Super Crush KO, despite its fantastically obnoxious name, lets me in! And it’s hard to say just how much happiness this has brought me. This is a frantic, fast, combo-driven combat platformer that is astoundingly accessible. I’m not going to say “easy”, because actually, I think I’ve been getting quite good at it as it’s gotten tougher. Because I really believe this game has one of the best difficulty curves I’ve ever encountered in the genre.

SCKO is about two core truths: 1) Cat owners will do anything to save their pet. 2) The cat could not care less whether you save it or not.
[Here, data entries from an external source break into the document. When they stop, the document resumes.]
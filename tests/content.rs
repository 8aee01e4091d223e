mod common;

use std::{cell::RefCell, rc::Rc};
use wire_dom::{
	dom::{
		memory::{MemoryDom, MemoryNode},
		Dom, Namespace,
	},
	values, Engine, Intent, Options, Pending, Primitive, Reapply, Value,
};

static LIST: &[&str] = &["<ul>", "</ul>"];

fn setup() -> (MemoryDom, Engine<MemoryDom>) {
	common::init_logging();
	let dom = MemoryDom::new();
	(dom.clone(), Engine::new(dom))
}

fn items(dom: &MemoryDom, count: usize) -> Vec<MemoryNode> {
	(0..count)
		.map(|i| {
			let li = dom.create_element(Namespace::Html, "li").unwrap();
			dom.append_child(&li, &dom.create_text(&i.to_string())).unwrap();
			li
		})
		.collect()
}

fn pick(nodes: &[MemoryNode], order: &[usize]) -> Value<MemoryDom> {
	Value::List(order.iter().map(|&i| Value::node(nodes[i])).collect())
}

#[test]
fn node_lists_are_reconciled_by_identity() {
	let (dom, engine) = setup();
	let body = dom.body();
	let nodes = items(&dom, 4);

	engine.render(&body, LIST, vec![pick(&nodes, &[0, 1, 2, 3])]);
	assert_eq!(dom.inner_html(&body), "<ul><li>0</li><li>1</li><li>2</li><li>3</li><!----></ul>");
	let ul = dom.first_child(&body).unwrap();
	let marker = dom.last_child(&ul).unwrap();

	engine.render(&body, LIST, vec![pick(&nodes, &[3, 1, 0])]);
	assert_eq!(dom.child_nodes(&ul), vec![nodes[3], nodes[1], nodes[0], marker]);
	assert_eq!(dom.parent(&nodes[2]), None);

	engine.render(&body, LIST, vec![Value::List(Vec::new())]);
	assert_eq!(dom.child_nodes(&ul), vec![marker]);
}

#[test]
fn primitive_lists_become_html() {
	let (dom, engine) = setup();
	let body = dom.body();

	engine.render(&body, LIST, vec![Value::from(vec!["<li>a</li>", "<li>b</li>"])]);
	assert_eq!(dom.inner_html(&body), "<ul><li>a</li><li>b</li><!----></ul>");
}

#[test]
fn nested_lists_are_flattened() {
	let (dom, engine) = setup();
	let body = dom.body();
	let nodes = items(&dom, 3);

	engine.render(&body, LIST, vec![Value::List(vec![Value::node(nodes[0]), pick(&nodes, &[1, 2]), Value::Null])]);
	assert_eq!(dom.inner_html(&body), "<ul><li>0</li><li>1</li><li>2</li><!----></ul>");
}

#[test]
fn fragments_stand_for_their_children() {
	let (dom, engine) = setup();
	let body = dom.body();
	let fragment = dom.create_fragment();
	dom.append_child(&fragment, &dom.create_text("a")).unwrap();
	dom.append_child(&fragment, &dom.create_comment("b")).unwrap();

	engine.render(&body, LIST, vec![Value::node(fragment)]);
	assert_eq!(dom.inner_html(&body), "<ul>a<!--b--><!----></ul>");
	assert!(dom.child_nodes(&fragment).is_empty());
}

#[test]
fn content_switches_between_shapes() {
	static CARD: &[&str] = &["<div>", "</div>"];
	let (dom, engine) = setup();
	let body = dom.body();
	let nodes = items(&dom, 1);

	engine.render(&body, CARD, values!["text"]);
	assert_eq!(dom.inner_html(&body), "<div>text<!----></div>");
	engine.render(&body, CARD, vec![Value::node(nodes[0])]);
	assert_eq!(dom.inner_html(&body), "<div><li>0</li><!----></div>");
	engine.render(&body, CARD, values![1.5]);
	assert_eq!(dom.inner_html(&body), "<div>1.5<!----></div>");
	engine.render(&body, CARD, vec![Value::Null]);
	assert_eq!(dom.inner_html(&body), "<div><!----></div>");
}

#[test]
fn text_updates_reuse_the_text_node() {
	static CARD: &[&str] = &["<div>", "</div>"];
	let (dom, engine) = setup();
	let body = dom.body();

	engine.render(&body, CARD, values!["one"]);
	let div = dom.first_child(&body).unwrap();
	let text = dom.first_child(&div).unwrap();
	engine.render(&body, CARD, values!["two"]);
	assert_eq!(dom.first_child(&div), Some(text));
	assert_eq!(dom.text_content(&div), "two");
}

#[test]
fn text_and_html_intents() {
	static CARD: &[&str] = &["<div>", "</div>"];
	let (dom, engine) = setup();
	let body = dom.body();

	engine.render(&body, CARD, vec![Value::text("<b>bold</b>")]);
	assert_eq!(dom.inner_html(&body), "<div>&lt;b&gt;bold&lt;/b&gt;<!----></div>");

	engine.render(&body, CARD, vec![Value::html("<b>bold</b> &amp; <i>it</i>")]);
	assert_eq!(dom.inner_html(&body), "<div><b>bold</b> &amp; <i>it</i><!----></div>");

	engine.render(&body, CARD, vec![Value::any("plain")]);
	assert_eq!(dom.inner_html(&body), "<div>plain<!----></div>");
}

#[test]
fn svg_content_is_parsed_as_svg() {
	static ICON: &[&str] = &["<svg>", "</svg>"];
	let (dom, engine) = setup();
	let body = dom.body();

	engine.render(&body, ICON, vec![Value::html("<circle r=\"1\"></circle>")]);
	let svg = dom.first_child(&body).unwrap();
	let circle = dom.first_child(&svg).unwrap();
	assert_eq!(dom.namespace(&circle), Some(Namespace::Svg));
}

#[test]
fn pending_values_apply_in_a_later_microtask() {
	static CARD: &[&str] = &["<p>", "</p>"];
	let (dom, engine) = setup();
	let body = dom.body();
	let (pending, resolver) = Pending::new();

	engine.render(&body, CARD, vec![pending.into()]);
	assert_eq!(dom.inner_html(&body), "<p><!----></p>");

	resolver.resolve(Value::from("done"));
	assert_eq!(dom.inner_html(&body), "<p><!----></p>");
	dom.run_microtasks();
	assert_eq!(dom.inner_html(&body), "<p>done<!----></p>");
}

#[test]
fn rejections_change_nothing() {
	static CARD: &[&str] = &["<p class=", ">", "</p>"];
	let (dom, engine) = setup();
	let body = dom.body();

	engine.render(&body, CARD, values!["kept", "kept"]);
	engine.render(&body, CARD, vec![Pending::rejected("offline").into(), Pending::rejected("offline").into()]);
	dom.run_microtasks();
	assert_eq!(dom.inner_html(&body), r#"<p class="kept">kept<!----></p>"#);
}

fn race(options: Options) -> String {
	static CARD: &[&str] = &["<p>", "</p>"];
	common::init_logging();
	let dom = MemoryDom::new();
	let engine = Engine::with_options(dom.clone(), options);
	let body = dom.body();
	let (slow, resolve_slow) = Pending::new();
	let (fast, resolve_fast) = Pending::new();

	engine.render(&body, CARD, vec![slow.into()]);
	engine.render(&body, CARD, vec![fast.into()]);
	resolve_fast.resolve(Value::from("fast"));
	dom.run_microtasks();
	resolve_slow.resolve(Value::from("slow"));
	dom.run_microtasks();
	dom.inner_html(&body)
}

#[test]
fn last_settled_value_wins_by_default() {
	assert_eq!(race(Options::default()), "<p>slow<!----></p>");
}

#[test]
fn stale_values_can_be_dropped() {
	assert_eq!(race(Options { drop_stale_async: true }), "<p>fast<!----></p>");
}

#[test]
fn placeholders_show_until_the_source_arrives() {
	static CARD: &[&str] = &["<p>", "</p>"];
	let (dom, engine) = setup();
	let body = dom.body();
	let (pending, resolver) = Pending::new();

	engine.render(&body, CARD, vec![Value::placeholder("loading…", Intent::Text(Box::new(pending.into())))]);
	assert_eq!(dom.inner_html(&body), "<p>loading…<!----></p>");
	dom.run_microtasks();
	assert_eq!(dom.inner_html(&body), "<p>loading…<!----></p>");

	resolver.resolve(Value::from("<ready>"));
	dom.run_microtasks();
	assert_eq!(dom.inner_html(&body), "<p>&lt;ready&gt;<!----></p>");
}

#[test]
fn placeholders_defer_even_settled_sources() {
	static CARD: &[&str] = &["<p class=", "></p>"];
	let (dom, engine) = setup();
	let body = dom.body();

	engine.render(&body, CARD, vec![Value::placeholder("waiting", Intent::Any(Box::new("ready".into())))]);
	let p = dom.first_child(&body).unwrap();
	assert_eq!(dom.attribute(&p, "class").as_deref(), Some("waiting"));
	dom.run_microtasks();
	assert_eq!(dom.attribute(&p, "class").as_deref(), Some("ready"));
}

#[test]
fn pending_lists_wait_for_every_item() {
	let (dom, engine) = setup();
	let body = dom.body();
	let (first, resolve_first) = Pending::new();
	let (second, resolve_second) = Pending::new();

	engine.render(&body, LIST, vec![Value::List(vec![first.into(), second.into()])]);
	resolve_second.resolve(Value::from("<li>b</li>"));
	dom.run_microtasks();
	assert_eq!(dom.inner_html(&body), "<ul><!----></ul>");

	resolve_first.resolve(Value::from("<li>a</li>"));
	dom.run_microtasks();
	assert_eq!(dom.inner_html(&body), "<ul><li>a</li><li>b</li><!----></ul>");
}

fn uppercase(value: Value<MemoryDom>, _: Reapply<MemoryDom>) -> Value<MemoryDom> {
	match value {
		Value::Primitive(Primitive::Str(text)) => Value::from(text.to_uppercase()),
		other => other,
	}
}

#[test]
fn custom_intents_transform_values() {
	static CARD: &[&str] = &["<p>", "</p>"];
	let (dom, engine) = setup();
	let body = dom.body();
	engine.define_intent("upper", uppercase);

	engine.render(&body, CARD, vec![Value::custom("upper", "shout")]);
	assert_eq!(dom.inner_html(&body), "<p>SHOUT<!----></p>");

	engine.render(&body, CARD, vec![Value::custom("unknown", "ignored")]);
	assert_eq!(dom.inner_html(&body), "<p>SHOUT<!----></p>");
}

#[test]
fn custom_intents_can_reapply_later() {
	static CARD: &[&str] = &["<p>", "</p>"];
	let (dom, engine) = setup();
	let body = dom.body();
	let stash: Rc<RefCell<Option<Reapply<MemoryDom>>>> = Rc::default();
	engine.define_intent("later", {
		let stash = stash.clone();
		move |value, reapply| {
			*stash.borrow_mut() = Some(reapply);
			value
		}
	});

	engine.render(&body, CARD, vec![Value::custom("later", "first")]);
	assert_eq!(dom.inner_html(&body), "<p>first<!----></p>");

	let reapply = stash.borrow_mut().take().unwrap();
	reapply(Value::from("second"));
	assert_eq!(dom.inner_html(&body), "<p>second<!----></p>");
}
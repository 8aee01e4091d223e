mod common;

use std::{cell::Cell, rc::Rc};
use wire_dom::{
	dom::{
		memory::{MemoryDom, MemoryEvent},
		Dom, Listener, Property,
	},
	values, Engine, Pending, Primitive, Value,
};

fn setup() -> (MemoryDom, Engine<MemoryDom>) {
	common::init_logging();
	let dom = MemoryDom::new();
	(dom.clone(), Engine::new(dom))
}

#[test]
fn known_properties_are_assigned() {
	static INPUT: &[&str] = &["<input value=", " checked=", " form=", ">"];
	let (dom, engine) = setup();
	let body = dom.body();

	engine.render(&body, INPUT, values!["hi", true, "signup"]);
	let input = dom.first_child(&body).unwrap();
	assert_eq!(dom.property(&input, "value"), Some(Property::Str("hi".to_string())));
	assert_eq!(dom.property(&input, "checked"), Some(Property::Bool(true)));
	assert_eq!(dom.attribute(&input, "value"), None);
	// Read-only as a property.
	assert_eq!(dom.property(&input, "form"), None);
	assert_eq!(dom.attribute(&input, "form").as_deref(), Some("signup"));

	engine.render(&body, INPUT, vec![Value::Null, false.into(), Value::Null]);
	assert_eq!(dom.property(&input, "value"), Some(Property::Null));
	assert_eq!(dom.property(&input, "checked"), Some(Property::Bool(false)));
	assert_eq!(dom.attribute(&input, "form"), None);
}

#[test]
fn data_is_always_a_property() {
	static CHART: &[&str] = &["<x-chart data=", "></x-chart>"];
	let (dom, engine) = setup();
	let body = dom.body();

	engine.render(&body, CHART, values![42]);
	let chart = dom.first_child(&body).unwrap();
	assert_eq!(dom.property(&chart, "data"), Some(Property::Number(42.0)));
	assert_eq!(dom.attribute(&chart, "data"), None);
}

#[test]
fn attribute_lists_concatenate() {
	static BOX: &[&str] = &["<div class=", "></div>"];
	let (dom, engine) = setup();
	let body = dom.body();

	engine.render(&body, BOX, vec![Value::from(vec!["a ", "b"])]);
	assert_eq!(dom.inner_html(&body), r#"<div class="a b"></div>"#);
}

fn counting_listener(count: &Rc<Cell<u32>>) -> Listener<MemoryEvent> {
	let count = count.clone();
	Listener::new(move |_: &MemoryEvent| count.set(count.get() + 1))
}

#[test]
fn listeners_are_swapped() {
	static BUTTON: &[&str] = &["<button onClick=", ">go</button>"];
	let (dom, engine) = setup();
	let body = dom.body();
	let first = Rc::new(Cell::new(0));
	let second = Rc::new(Cell::new(0));
	let first_listener = counting_listener(&first);

	engine.render(&body, BUTTON, vec![first_listener.clone().into()]);
	let button = dom.first_child(&body).unwrap();
	assert_eq!(dom.attribute(&button, "onClick"), None);
	dom.dispatch_event(&button, "click").unwrap();
	assert_eq!(first.get(), 1);

	let before = dom.mutation_count();
	engine.render(&body, BUTTON, vec![first_listener.into()]);
	assert_eq!(dom.mutation_count(), before);
	assert_eq!(dom.listener_count(&button, "click"), 1);

	engine.render(&body, BUTTON, vec![counting_listener(&second).into()]);
	dom.dispatch_event(&button, "click").unwrap();
	assert_eq!((first.get(), second.get()), (1, 1));
	assert_eq!(dom.listener_count(&button, "click"), 1);

	engine.render(&body, BUTTON, vec![Value::Null]);
	assert_eq!(dom.listener_count(&button, "click"), 0);
}

#[test]
fn discarded_instances_detach_their_listeners() {
	static BUTTON: &[&str] = &["<button onclick=", ">go</button>"];
	static LATER: &[&str] = &["<button onclick=", ">later</button>"];
	static PLAIN: &[&str] = &["<p>plain</p>"];
	let (dom, engine) = setup();
	let body = dom.body();
	let count = Rc::new(Cell::new(0));

	engine.render(&body, BUTTON, vec![counting_listener(&count).into()]);
	let swapped = dom.first_child(&body).unwrap();
	engine.render(&body, PLAIN, Vec::new());
	assert_eq!(dom.listener_count(&swapped, "click"), 0);

	engine.render(&body, BUTTON, vec![counting_listener(&count).into()]);
	let released = dom.first_child(&body).unwrap();
	engine.release(&body);
	assert_eq!(dom.first_child(&body), Some(released.clone()));
	assert_eq!(dom.listener_count(&released, "click"), 0);
	dom.dispatch_event(&released, "click").unwrap();
	assert_eq!(count.get(), 0);

	// A listener that only arrives after its instance was replaced stays unattached.
	let (pending, resolver) = Pending::<Value<MemoryDom>>::new();
	engine.render(&body, LATER, vec![pending.into()]);
	let late = dom.first_child(&body).unwrap();
	engine.render(&body, PLAIN, Vec::new());
	resolver.resolve(counting_listener(&count).into());
	dom.run_microtasks();
	assert_eq!(dom.listener_count(&late, "click"), 0);
}

#[test]
fn unknown_events_keep_their_case() {
	static WIDGET: &[&str] = &["<div onItemSelected=", "></div>"];
	let (dom, engine) = setup();
	let body = dom.body();
	let count = Rc::new(Cell::new(0));

	engine.render(&body, WIDGET, vec![counting_listener(&count).into()]);
	let div = dom.first_child(&body).unwrap();
	assert_eq!(dom.listener_count(&div, "ItemSelected"), 1);
	dom.dispatch_event(&div, "itemselected").unwrap();
	assert_eq!(count.get(), 0);
	dom.dispatch_event(&div, "ItemSelected").unwrap();
	assert_eq!(count.get(), 1);
}

#[test]
fn style_objects_are_diffed() {
	static STYLED: &[&str] = &["<div style=", "></div>"];
	let (dom, engine) = setup();
	let body = dom.body();
	let object = || {
		Value::style(vec![
			("width", Some(Primitive::Number(10.0))),
			("zIndex", Some(Primitive::Number(2.0))),
			("backgroundColor", Some(Primitive::Str("red".to_string()))),
		])
	};

	engine.render(&body, STYLED, vec![object()]);
	let div = dom.first_child(&body).unwrap();
	assert_eq!(dom.style(&div, "width").as_deref(), Some("10px"));
	assert_eq!(dom.style(&div, "z-index").as_deref(), Some("2"));
	assert_eq!(dom.style(&div, "background-color").as_deref(), Some("red"));

	let before = dom.mutation_count();
	engine.render(&body, STYLED, vec![object()]);
	assert_eq!(dom.mutation_count(), before);

	engine.render(&body, STYLED, vec![Value::style(vec![("width", Some(Primitive::Number(10.0))), ("zIndex", None)])]);
	assert_eq!(dom.style(&div, "width").as_deref(), Some("10px"));
	assert_eq!(dom.style(&div, "z-index"), None);
	assert_eq!(dom.style(&div, "background-color"), None);
}

#[test]
fn style_strings_replace_declarations() {
	static STYLED: &[&str] = &["<p style=", ">styled</p>"];
	let (dom, engine) = setup();
	let body = dom.body();

	engine.render(&body, STYLED, vec![Value::style(vec![("width", Some(Primitive::Number(1.5)))])]);
	let p = dom.first_child(&body).unwrap();
	assert_eq!(dom.style(&p, "width").as_deref(), Some("1.5px"));

	engine.render(&body, STYLED, values!["color: blue"]);
	assert_eq!(dom.style(&p, "color").as_deref(), Some("blue"));
	assert_eq!(dom.style(&p, "width"), None);

	engine.render(&body, STYLED, vec![Value::style(vec![("opacity", Some(Primitive::Number(0.5)))])]);
	assert_eq!(dom.style(&p, "color"), None);
	assert_eq!(dom.style(&p, "opacity").as_deref(), Some("0.5"));
	assert_eq!(dom.outer_html(&p), r#"<p style="opacity: 0.5;">styled</p>"#);
}

#[test]
fn unsupported_values_are_ignored() {
	static LINK: &[&str] = &["<a href=", ">x</a>"];
	let (dom, engine) = setup();
	let body = dom.body();

	engine.render(&body, LINK, values!["/a"]);
	let a = dom.first_child(&body).unwrap();
	engine.render(&body, LINK, vec![Value::node(dom.create_text("nope"))]);
	assert_eq!(dom.attribute(&a, "href").as_deref(), Some("/a"));
}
At the start of the game, Karen’s apartment wall is blasted apart, and a green-skinned alien lady – brilliantly named Ann – grabs her beloved pet Chubbz. Because this is in the near future, Karen has a laser blaster. We all will in the near future. She grabs it, and sets off across the city to reclaim her kitty. But Ann is prepared, and has brought thousands upon thousands of robots to aid her getaway.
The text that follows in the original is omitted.